The admission comes after Doyle's involvement in a fascinating podcast over on

The exec revealed an eye-opening list of criteria for why certain media is not listed on MC, and admitted: "There are many reasons why I would drop somebody [from games review listings]. There's corruption - people can be bought, absolutely."

He commented that MetaCritic's team annually evaluates whose reviews it adopts - a process it takes very seriously: "It [comes down] to a number of things: It's the quality of the analysis, the quality of the writing; do they have an audience; are they respected in the gaming community... is there a reputation for scoring integrity?

"[That means] are they going to give [a game] 4/5 and say it's one of the best of the year, and then give another game 4/5 and say it's really a letdown. I've got to see that they're being responsible internally with that scoring. If they're not - if they're being irresponsible, or being contrarian or ridiculous, which happens all the time - I won't pick them up."

Doyle also revealed that some sites have been dropped for "not taking their responsibility so seriously", and made clear that Metacritic strongly polices the sites that contribute to its average scores.


"People have screwed around and just tried to dig for hits for various reasons, and so we've lost a lot of sites for ridiculous reasons," he said. "But I mean, the stuff's not highly publicised. It's stuff I see, then I talk to them [and say]: 'Guys, you're going down a bad path here.' We're going to rethink our partnership.'

"And then there are some big [sites] who didn't necessarily want to be on Metacritic, or they're doing some things that I think make them not such a great fit for our system."

Doyle explained that some sites had objected to having their ratings systems converted into Metacritic's 100-point metric.
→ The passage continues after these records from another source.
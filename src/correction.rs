//! Normalization of metadata values that the portal publishes with
//! formatting artifacts.

const ALL_MARKER: &str = "::All";
const RUN_A_SERIES: &str = "53";
const RUN_A_SUFFIX: &str = "_RUNA";
const RELEASE_PREFIX_LEN: usize = 6;

/// Strips the `::All` marker and derives the conditions suffix.
pub fn normalize_global_tag(raw: &str) -> (String, String) {
    let tag = if raw.contains(ALL_MARKER) {
        raw.replace(ALL_MARKER, "")
    } else {
        raw.to_string()
    };
    let suffix = global_tag_suffix(&tag).to_string();
    (tag, suffix)
}

/// `"53"` anywhere in the tag marks the 5_3_X release series, which needs the
/// `_RUNA` conditions suffix. The match is purely textual.
pub fn global_tag_suffix(tag: &str) -> &'static str {
    if tag.contains(RUN_A_SERIES) {
        RUN_A_SUFFIX
    } else {
        ""
    }
}

/// `" CMSSW_5_3_32"` becomes `"5_3_32"`. Inputs shorter than the prefix
/// collapse to an empty string.
pub fn normalize_release(raw: &str) -> String {
    let release = if raw.contains(' ') {
        raw.replace(' ', "")
    } else {
        raw.to_string()
    };
    release.chars().skip(RELEASE_PREFIX_LEN).collect()
}

#[cfg(test)]
mod tests {
    use super::*;

    #[test]
    fn tag_without_marker_is_untouched() {
        let (tag, suffix) = normalize_global_tag("START42_V17B");
        assert_eq!(tag, "START42_V17B");
        assert_eq!(suffix, "");
    }

    #[test]
    fn short_release_collapses() {
        assert_eq!(normalize_release("CMS"), "");
        assert_eq!(normalize_release("CMSSW_"), "");
    }
}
The firm has failed to reach an agreement with G4TV on the subject, but Doyle told CVG: "We've continued to discuss the matter with G4 over the years, and if we can see eye-to-eye on the conversion method, we'll certainly consider re-adding them."

However, it is the news that the CNET-owned site has exposed corruption amongst the games media that will most shock the industry - particularly in a market where the bonuses of developers and publishing execs are dependent on a positive Metascore.

Electronic Arts, Take-Two and others have admitted that Metacritic scores are at the very heart of their self-evaluation practices.

Take-Two boss Strauss Zelnick said in March: "Unlike many other entertainment businesses - there are a just a few - ratings by Metacritic and others' reviews really can influence the success of a newly-released title. In fact, if your ratings go below a certain level, it can really hurt your ability to sell the title, and above a certain level can make a real different in your success."

Publications currently featured on Metacritic include Future Publishing's range of titles - such as CVG, PC Gamer, Edge, GamesRadar, OPM, OXM, ONM, PSM3, Xbox World 360 and GamesMaster - as well as IGN, GameSpot, EuroGamer, GiantBomb, Destructoid, Joystiq, VideoGamer and more.

Metacritic was launched in January 2001 by Doyle, along with his sister Julie Doyle Roberts and Jason Dietz. CNET acquired the site in 2005.